**WHAT IS REQUIRED**
Copy whichever lines of the data hold the word "reason".

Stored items
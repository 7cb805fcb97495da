//! Geo partitioning of a service area into a named location grid
//!
//! A bounding box is split into `rows` equal latitude bands and `cols` equal
//! longitude bands. Row 0 is the southernmost band and rows advance north;
//! columns advance east. Names are assigned row-major, so with a 2x2 grid and
//! names `[A, B, C, D]`, `A` is south-west, `B` south-east, `C` north-west and
//! `D` north-east.
//!
//! Band edges are computed once per axis and shared by neighbouring cells, so
//! adjacent cells meet exactly and the outermost edges equal the box edges.

use super::{BoundingBox, LocationCell};
use crate::simulation::error::{ConfigurationError, ValidationError};
use crate::types::TechnologyId;
use std::collections::HashMap;
use tracing::debug;

/// Largest number of cells a single grid may have
pub const MAX_CELLS: usize = 1_000_000;

/// Location grid of one technology
#[derive(Debug, Clone)]
pub struct GeoGrid {
    technology: TechnologyId,
    bbox: BoundingBox,
    rows: usize,
    cols: usize,
    lat_edges: Vec<f64>,
    lon_edges: Vec<f64>,
    cells: Vec<LocationCell>,
    by_name: HashMap<String, usize>,
}

/// Split `bbox` into a `rows x cols` grid of named cells
///
/// Bounds and split factors are checked before the name count, so an empty
/// box with a wrong number of names reports [`ConfigurationError::InvalidBounds`].
/// Grids above [`MAX_CELLS`] cells are rejected the same way.
pub fn partition(
    bbox: &BoundingBox,
    rows: usize,
    cols: usize,
    names: &[String],
    technology: TechnologyId,
) -> Result<GeoGrid, ConfigurationError> {
    let invalid = |reason: String| ConfigurationError::InvalidBounds { technology, reason };

    if !(bbox.lat_min.is_finite()
        && bbox.lat_max.is_finite()
        && bbox.lon_min.is_finite()
        && bbox.lon_max.is_finite())
    {
        return Err(invalid("bounding box edges must be finite".to_string()));
    }
    if bbox.lat_min >= bbox.lat_max {
        return Err(invalid(format!(
            "latitude min {} must be below max {}",
            bbox.lat_min, bbox.lat_max
        )));
    }
    if bbox.lon_min >= bbox.lon_max {
        return Err(invalid(format!(
            "longitude min {} must be below max {}",
            bbox.lon_min, bbox.lon_max
        )));
    }
    if rows == 0 || cols == 0 {
        return Err(invalid(format!("split factors must be positive, got {}x{}", rows, cols)));
    }

    let expected = match rows.checked_mul(cols) {
        Some(cells) if cells <= MAX_CELLS => cells,
        _ => {
            return Err(invalid(format!(
                "grid too large: {}x{} exceeds {} cells",
                rows, cols, MAX_CELLS
            )))
        }
    };
    if names.len() != expected {
        return Err(ConfigurationError::DimensionMismatch {
            technology,
            rows,
            cols,
            expected,
            actual: names.len(),
        });
    }

    let mut by_name = HashMap::with_capacity(expected);
    for (index, name) in names.iter().enumerate() {
        let reason = if name.trim().is_empty() {
            Some(format!("location name at position {} is empty", index))
        } else if by_name.insert(name.clone(), index).is_some() {
            Some(format!("location name '{}' is used more than once", name))
        } else {
            None
        };
        if let Some(reason) = reason {
            return Err(ConfigurationError::InvalidEntity {
                technology,
                source: ValidationError::InvalidValue {
                    field: "location_names".to_string(),
                    reason,
                },
            });
        }
    }

    let lat_edges = band_edges(bbox.lat_min, bbox.lat_max, rows);
    let lon_edges = band_edges(bbox.lon_min, bbox.lon_max, cols);

    let mut cells = Vec::with_capacity(expected);
    for row in 0..rows {
        for col in 0..cols {
            cells.push(LocationCell {
                name: names[row * cols + col].clone(),
                technology,
                lat_min: lat_edges[row],
                lat_max: lat_edges[row + 1],
                lon_min: lon_edges[col],
                lon_max: lon_edges[col + 1],
                row,
                col,
            });
        }
    }

    debug!(%technology, rows, cols, "Partitioned service area into {} cells", cells.len());

    Ok(GeoGrid { technology, bbox: *bbox, rows, cols, lat_edges, lon_edges, cells, by_name })
}

/// `bands + 1` monotonic edges from `min` to `max`, with both ends exact
fn band_edges(min: f64, max: f64, bands: usize) -> Vec<f64> {
    let span = max - min;
    let mut edges: Vec<f64> =
        (0..=bands).map(|i| min + span * (i as f64) / (bands as f64)).collect();
    edges[0] = min;
    edges[bands] = max;
    edges
}

impl GeoGrid {
    /// Technology this grid belongs to
    pub fn technology(&self) -> TechnologyId {
        self.technology
    }

    /// Service area covered by the grid
    pub fn bounding_box(&self) -> &BoundingBox {
        &self.bbox
    }

    /// Number of latitude bands
    pub fn rows(&self) -> usize {
        self.rows
    }

    /// Number of longitude bands
    pub fn cols(&self) -> usize {
        self.cols
    }

    /// Number of cells
    pub fn len(&self) -> usize {
        self.cells.len()
    }

    /// Whether the grid has no cells
    pub fn is_empty(&self) -> bool {
        self.cells.is_empty()
    }

    /// All cells in row-major order
    pub fn cells(&self) -> &[LocationCell] {
        &self.cells
    }

    /// Cell at a row-major index
    pub fn get(&self, index: usize) -> Option<&LocationCell> {
        self.cells.get(index)
    }

    /// Cell at a grid position
    pub fn cell_at(&self, row: usize, col: usize) -> Option<&LocationCell> {
        if row < self.rows && col < self.cols {
            self.cells.get(row * self.cols + col)
        } else {
            None
        }
    }

    /// Row-major index of the cell with the given name
    pub fn position(&self, name: &str) -> Option<usize> {
        self.by_name.get(name).copied()
    }

    /// Row-major index of the cell containing a coordinate
    ///
    /// Cells are half-open at their northern and eastern edges; points on the
    /// northern or eastern edge of the box belong to the last row or column.
    /// Returns `None` outside the box.
    pub fn locate(&self, latitude: f64, longitude: f64) -> Option<usize> {
        if !self.bbox.contains(latitude, longitude) {
            return None;
        }
        let row = self.lat_edges[1..self.rows].partition_point(|edge| *edge <= latitude);
        let col = self.lon_edges[1..self.cols].partition_point(|edge| *edge <= longitude);
        Some(row * self.cols + col)
    }

    /// Consume the grid, returning its cells
    pub fn into_cells(self) -> Vec<LocationCell> {
        self.cells
    }
}

#[cfg(test)]
mod tests {
    use super::*;

    fn names(list: &[&str]) -> Vec<String> {
        list.iter().map(|s| s.to_string()).collect()
    }

    #[test]
    fn test_two_by_two_layout() {
        let bbox = BoundingBox::new(0.0, 2.0, 0.0, 2.0).unwrap();
        let grid =
            partition(&bbox, 2, 2, &names(&["A", "B", "C", "D"]), TechnologyId::FourG).unwrap();

        let a = grid.cell_at(0, 0).unwrap();
        assert_eq!(a.name, "A");
        assert_eq!((a.lat_min, a.lat_max, a.lon_min, a.lon_max), (0.0, 1.0, 0.0, 1.0));

        let b = grid.cell_at(0, 1).unwrap();
        assert_eq!(b.name, "B");
        assert_eq!((b.lat_min, b.lat_max, b.lon_min, b.lon_max), (0.0, 1.0, 1.0, 2.0));

        let c = grid.cell_at(1, 0).unwrap();
        assert_eq!(c.name, "C");
        assert_eq!((c.lat_min, c.lat_max, c.lon_min, c.lon_max), (1.0, 2.0, 0.0, 1.0));

        let d = grid.cell_at(1, 1).unwrap();
        assert_eq!(d.name, "D");
        assert_eq!((d.lat_min, d.lat_max, d.lon_min, d.lon_max), (1.0, 2.0, 1.0, 2.0));
    }

    #[test]
    fn test_locate_edges() {
        let bbox = BoundingBox::new(0.0, 2.0, 0.0, 2.0).unwrap();
        let grid =
            partition(&bbox, 2, 2, &names(&["A", "B", "C", "D"]), TechnologyId::TwoG).unwrap();

        assert_eq!(grid.locate(0.5, 0.5), Some(0));
        // Interior edges belong to the northern/eastern neighbour
        assert_eq!(grid.locate(1.0, 0.5), Some(2));
        assert_eq!(grid.locate(0.5, 1.0), Some(1));
        // Outer edges belong to the last row/column
        assert_eq!(grid.locate(2.0, 2.0), Some(3));
        assert_eq!(grid.locate(2.5, 1.0), None);
        assert_eq!(grid.position("C"), Some(2));
        assert_eq!(grid.position("Z"), None);
    }

    #[test]
    fn test_dimension_mismatch() {
        let bbox = BoundingBox::new(0.0, 2.0, 0.0, 2.0).unwrap();
        let err =
            partition(&bbox, 2, 2, &names(&["A", "B", "C"]), TechnologyId::ThreeG).unwrap_err();
        assert_eq!(
            err,
            ConfigurationError::DimensionMismatch {
                technology: TechnologyId::ThreeG,
                rows: 2,
                cols: 2,
                expected: 4,
                actual: 3,
            }
        );
    }

    #[test]
    fn test_invalid_bounds_checked_first() {
        let bbox = BoundingBox { lat_min: 2.0, lat_max: 2.0, lon_min: 0.0, lon_max: 1.0 };
        let err = partition(&bbox, 2, 2, &names(&["A"]), TechnologyId::FiveG).unwrap_err();
        assert!(matches!(err, ConfigurationError::InvalidBounds { .. }));

        let bbox = BoundingBox::new(0.0, 1.0, 0.0, 1.0).unwrap();
        let err = partition(&bbox, 0, 2, &[], TechnologyId::FiveG).unwrap_err();
        assert!(matches!(err, ConfigurationError::InvalidBounds { .. }));
    }

    #[test]
    fn test_duplicate_names_rejected() {
        let bbox = BoundingBox::new(0.0, 1.0, 0.0, 1.0).unwrap();
        let err = partition(&bbox, 1, 2, &names(&["A", "A"]), TechnologyId::FourG).unwrap_err();
        assert!(matches!(err, ConfigurationError::InvalidEntity { .. }));
    }

    #[test]
    fn test_outer_edges_are_exact() {
        let bbox = BoundingBox::new(30.1, 37.3, 7.7, 11.9).unwrap();
        let names: Vec<String> = (0..21).map(|i| format!("L{}", i)).collect();
        let grid = partition(&bbox, 7, 3, &names, TechnologyId::FourG).unwrap();
        let last = grid.cells().last().unwrap();
        assert_eq!(last.lat_max.to_bits(), bbox.lat_max.to_bits());
        assert_eq!(last.lon_max.to_bits(), bbox.lon_max.to_bits());
        for cell in grid.cells() {
            if let Some(north) = grid.cell_at(cell.row + 1, cell.col) {
                assert_eq!(cell.lat_max.to_bits(), north.lat_min.to_bits());
            }
        }
    }

    #[test]
    fn test_oversized_split_rejected() {
        let bbox = BoundingBox::new(0.0, 2.0, 0.0, 2.0).unwrap();

        for (rows, cols) in [(usize::MAX, 2), (2, usize::MAX), (1_001, 1_000)] {
            let err = partition(&bbox, rows, cols, &[], TechnologyId::FourG).unwrap_err();
            match err {
                ConfigurationError::InvalidBounds { technology, reason } => {
                    assert_eq!(technology, TechnologyId::FourG);
                    assert!(reason.contains("grid too large"), "{}", reason);
                }
                other => panic!("unexpected error: {}", other),
            }
        }

        // At the cap the name count is checked as usual
        let err = partition(&bbox, 1_000, 1_000, &[], TechnologyId::FourG).unwrap_err();
        assert!(matches!(err, ConfigurationError::DimensionMismatch { expected: MAX_CELLS, actual: 0, .. }));
    }
}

**SOLUTION FOR THIS EXERCISE**
    let invalid = |reason: String| ConfigurationError::InvalidBounds { technology, reason };
        let reason = if name.trim().is_empty() {
        if let Some(reason) = reason {
                    reason,
                ConfigurationError::InvalidBounds { technology, reason } => {
                    assert!(reason.contains("grid too large"), "{}", reason);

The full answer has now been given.